*** Block opens ***
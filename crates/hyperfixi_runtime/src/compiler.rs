//! The compile entry point.
//!
//! [`AotCompiler::compile`] tries each parsing strategy in turn, then runs
//! the AST through analysis, optimization, and code generation. Failure is
//! reported in the [`CompileResult`], never as an `Err`.

use std::collections::HashSet;
use std::fmt;

use hyperfixi_compiler::{
    Analyzer, AstBuilder, AstNode, CodeGenerator, GeneratedHandler, Optimizer, handler_id_base,
};
use hyperfixi_foundation::{Error, Result};
use hyperfixi_semantic::{ExplicitSyntax, SemanticParser};
use serde::{Deserialize, Serialize};

use crate::fallback::RegexRecognizer;
use crate::options::CompileOptions;
use crate::usage::Usage;

// =============================================================================
// Strategies
// =============================================================================

/// A parser supplied by the host for the classic hyperscript grammar.
pub trait TraditionalParser: Send + Sync {
    /// Parses source into a normalized AST.
    ///
    /// # Errors
    ///
    /// Any error; the next strategy is tried.
    fn parse(&self, source: &str) -> Result<AstNode>;
}

impl<F> TraditionalParser for F
where
    F: Fn(&str) -> Result<AstNode> + Send + Sync,
{
    fn parse(&self, source: &str) -> Result<AstNode> {
        self(source)
    }
}

/// The strategy that produced the AST.
#[derive(Clone, Copy, Debug, PartialEq, Eq, Hash, Serialize, Deserialize)]
#[serde(rename_all = "lowercase")]
pub enum ParserUsed {
    /// Bracket syntax.
    Explicit,
    /// The JSON interchange form.
    Json,
    /// The locale-aware semantic parser.
    Semantic,
    /// The host's traditional parser.
    Traditional,
    /// The single-command recognizer.
    Regex,
}

impl ParserUsed {
    /// Lowercase name.
    #[must_use]
    pub const fn as_str(self) -> &'static str {
        match self {
            Self::Explicit => "explicit",
            Self::Json => "json",
            Self::Semantic => "semantic",
            Self::Traditional => "traditional",
            Self::Regex => "regex",
        }
    }
}

impl fmt::Display for ParserUsed {
    fn fmt(&self, f: &mut fmt::Formatter<'_>) -> fmt::Result {
        f.write_str(self.as_str())
    }
}

// =============================================================================
// Results
// =============================================================================

/// What a compilation did. Empty when nothing parsed.
#[derive(Clone, Debug, Default, PartialEq, Eq, Serialize, Deserialize)]
#[serde(rename_all = "camelCase")]
pub struct CompileMetadata {
    /// Id of the first handler.
    pub handler_id: String,
    /// Strategy that produced the AST.
    pub parser_used: Option<ParserUsed>,
    /// Source language.
    pub language: String,
    /// Commands in the optimized AST.
    pub commands_used: Vec<String>,
    /// Optimization passes that ran.
    pub optimizations_applied: Vec<String>,
    /// The code references the runtime.
    pub needs_runtime: bool,
    /// Runtime helper names.
    pub runtime_helpers: Vec<String>,
}

/// Outcome of one compilation.
#[derive(Clone, Debug, Default, PartialEq, Eq, Serialize, Deserialize)]
#[serde(rename_all = "camelCase")]
pub struct CompileResult {
    /// True if code was generated.
    pub success: bool,
    /// Generated JavaScript.
    #[serde(default, skip_serializing_if = "Option::is_none")]
    pub code: Option<String>,
    /// Generated handlers.
    #[serde(default, skip_serializing_if = "Vec::is_empty")]
    pub handlers: Vec<GeneratedHandler>,
    /// Why compilation failed.
    #[serde(default, skip_serializing_if = "Vec::is_empty")]
    pub errors: Vec<String>,
    /// Non-fatal findings.
    pub warnings: Vec<String>,
    /// What happened.
    pub metadata: CompileMetadata,
    /// Features the source uses.
    #[serde(default)]
    pub usage: Usage,
}

impl CompileResult {
    fn failure(errors: Vec<String>) -> Self {
        Self {
            errors,
            ..Self::default()
        }
    }
}

/// Handler ids already emitted in a batch.
#[derive(Clone, Debug, Default)]
pub struct HandlerIdRegistry {
    used: HashSet<String>,
}

impl HandlerIdRegistry {
    /// Creates an empty registry.
    #[must_use]
    pub fn new() -> Self {
        Self::default()
    }

    /// The id `base` would get: itself if free, otherwise the first free
    /// `base_2`, `base_3`, ...
    #[must_use]
    pub fn resolve(&self, base: &str) -> String {
        if !self.used.contains(base) {
            return base.to_string();
        }
        (2..)
            .map(|n| format!("{base}_{n}"))
            .find(|id| !self.used.contains(id))
            .unwrap_or_else(|| base.to_string())
    }

    /// Marks an id as used.
    pub fn claim(&mut self, id: impl Into<String>) {
        self.used.insert(id.into());
    }

    /// Returns true if `id` is taken.
    #[must_use]
    pub fn contains(&self, id: &str) -> bool {
        self.used.contains(id)
    }

    /// Number of ids taken.
    #[must_use]
    pub fn len(&self) -> usize {
        self.used.len()
    }

    /// Returns true if no id is taken.
    #[must_use]
    pub fn is_empty(&self) -> bool {
        self.used.is_empty()
    }
}

// =============================================================================
// Compiler
// =============================================================================

/// Parses, optimizes, and generates code for hyperfixi source.
pub struct AotCompiler {
    parser: SemanticParser,
    builder: AstBuilder,
    traditional: Option<Box<dyn TraditionalParser>>,
    recognizer: RegexRecognizer,
}

impl fmt::Debug for AotCompiler {
    fn fmt(&self, f: &mut fmt::Formatter<'_>) -> fmt::Result {
        f.debug_struct("AotCompiler")
            .field("languages", &self.parser.languages().codes().collect::<Vec<_>>())
            .field("traditional", &self.traditional.is_some())
            .finish_non_exhaustive()
    }
}

impl Default for AotCompiler {
    fn default() -> Self {
        Self::new()
    }
}

impl AotCompiler {
    /// Creates a compiler with the built-in languages and schemas.
    #[must_use]
    pub fn new() -> Self {
        Self::with_parser(SemanticParser::new())
    }

    /// Creates a compiler around a configured semantic parser. The
    /// confidence threshold comes from [`CompileOptions`] instead.
    #[must_use]
    pub fn with_parser(parser: SemanticParser) -> Self {
        Self {
            parser,
            builder: AstBuilder::new(),
            traditional: None,
            recognizer: RegexRecognizer,
        }
    }

    /// Installs the host's traditional parser.
    #[must_use]
    pub fn with_traditional(mut self, parser: Box<dyn TraditionalParser>) -> Self {
        self.traditional = Some(parser);
        self
    }

    /// The semantic parser.
    #[must_use]
    pub const fn parser(&self) -> &SemanticParser {
        &self.parser
    }

    /// The semantic parser, for registering schemas and keywords.
    pub fn parser_mut(&mut self) -> &mut SemanticParser {
        &mut self.parser
    }

    /// Compiles one snippet with a fresh id registry.
    #[must_use]
    pub fn compile_one(&self, source: &str, options: &CompileOptions) -> CompileResult {
        self.compile(source, options, &mut HandlerIdRegistry::new())
    }

    /// Compiles one snippet, taking handler ids from `registry`.
    #[must_use]
    pub fn compile(
        &self,
        source: &str,
        options: &CompileOptions,
        registry: &mut HandlerIdRegistry,
    ) -> CompileResult {
        let (ast, parser_used) = match self.parse(source, options) {
            Ok(parsed) => parsed,
            Err(errors) => {
                tracing::warn!(language = %options.language, "no parser accepted the source");
                return CompileResult::failure(errors);
            }
        };
        let usage = Usage::from_ast(&ast);

        let analysis = Analyzer::analyze(&ast);
        let optimized = Optimizer::new(options.optimization_level).optimize(ast, &analysis);
        let analysis = Analyzer::analyze(&optimized.root);

        let handler_id = registry.resolve(&handler_id_base(&optimized.root));
        let mut metadata = CompileMetadata {
            handler_id: handler_id.clone(),
            parser_used: Some(parser_used),
            language: options.language.clone(),
            commands_used: analysis.commands_used.iter().cloned().collect(),
            optimizations_applied: optimized.applied_passes,
            needs_runtime: false,
            runtime_helpers: Vec::new(),
        };

        let generator = CodeGenerator::new(options.codegen.clone());
        let generated = match generator.generate(&optimized.root, &analysis, &handler_id) {
            Ok(generated) => generated,
            Err(e) => {
                return CompileResult {
                    errors: vec![e.to_string()],
                    warnings: analysis.warnings,
                    metadata,
                    usage,
                    ..CompileResult::default()
                };
            }
        };

        registry.claim(handler_id.clone());
        for handler in &generated.handlers {
            registry.claim(handler.id.clone());
        }
        metadata.needs_runtime = generated.needs_runtime();
        metadata.runtime_helpers = generated.helpers.iter().cloned().collect();

        let mut warnings = analysis.warnings;
        warnings.extend(generated.warnings);
        tracing::debug!(
            handler = %handler_id,
            parser = %parser_used,
            passes = metadata.optimizations_applied.len(),
            "compiled"
        );
        CompileResult {
            success: true,
            code: Some(generated.code),
            handlers: generated.handlers,
            errors: Vec::new(),
            warnings,
            metadata,
            usage,
        }
    }

    /// Runs the parsing strategies in order and returns the first AST.
    ///
    /// # Errors
    ///
    /// Returns one message per strategy tried when all of them fail.
    pub fn parse(
        &self,
        source: &str,
        options: &CompileOptions,
    ) -> std::result::Result<(AstNode, ParserUsed), Vec<String>> {
        let source = source.trim();
        let mut errors = Vec::new();
        if source.is_empty() {
            errors.push(Error::no_match("empty source").to_string());
            return Err(errors);
        }

        let mut attempt = |used: ParserUsed, result: Result<AstNode>| match result {
            Ok(ast) => {
                tracing::debug!(parser = %used, "strategy accepted");
                Some((ast, used))
            }
            Err(e) => {
                tracing::trace!(parser = %used, error = %e, "strategy rejected");
                errors.push(format!("{used}: {e}"));
                None
            }
        };

        if ExplicitSyntax::is_explicit(source) {
            if let Some(hit) = attempt(ParserUsed::Explicit, self.builder.build_explicit(source)) {
                return Ok(hit);
            }
        }
        if source.starts_with('{') {
            if let Some(hit) = attempt(ParserUsed::Json, self.builder.build_json(source)) {
                return Ok(hit);
            }
        }
        if let Some(hit) = attempt(ParserUsed::Semantic, self.semantic(source, options)) {
            return Ok(hit);
        }
        if let Some(traditional) = &self.traditional {
            if let Some(hit) = attempt(ParserUsed::Traditional, traditional.parse(source)) {
                return Ok(hit);
            }
        }
        if let Some(hit) = attempt(ParserUsed::Regex, self.recognizer.recognize(source)) {
            return Ok(hit);
        }
        Err(errors)
    }

    fn semantic(&self, source: &str, options: &CompileOptions) -> Result<AstNode> {
        let node = self
            .parser
            .parse_at(source, &options.language, options.confidence_threshold)?;
        self.builder.build(&node)
    }

    /// Parses in one language and renders in another.
    ///
    /// # Errors
    ///
    /// Returns the parse error, or `UnknownLanguage` for either code.
    pub fn translate(&self, source: &str, from: &str, to: &str) -> Result<String> {
        self.parser.translate(source, from, to)
    }
}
*** Block closes ***
▶ TASK DESCRIPTION
In the material above, find every line with the word "handlers" and show it.

▶ OUTPUT BELOW
    /// Generated handlers.
    pub handlers: Vec<GeneratedHandler>,
        for handler in &generated.handlers {
            handlers: generated.handlers,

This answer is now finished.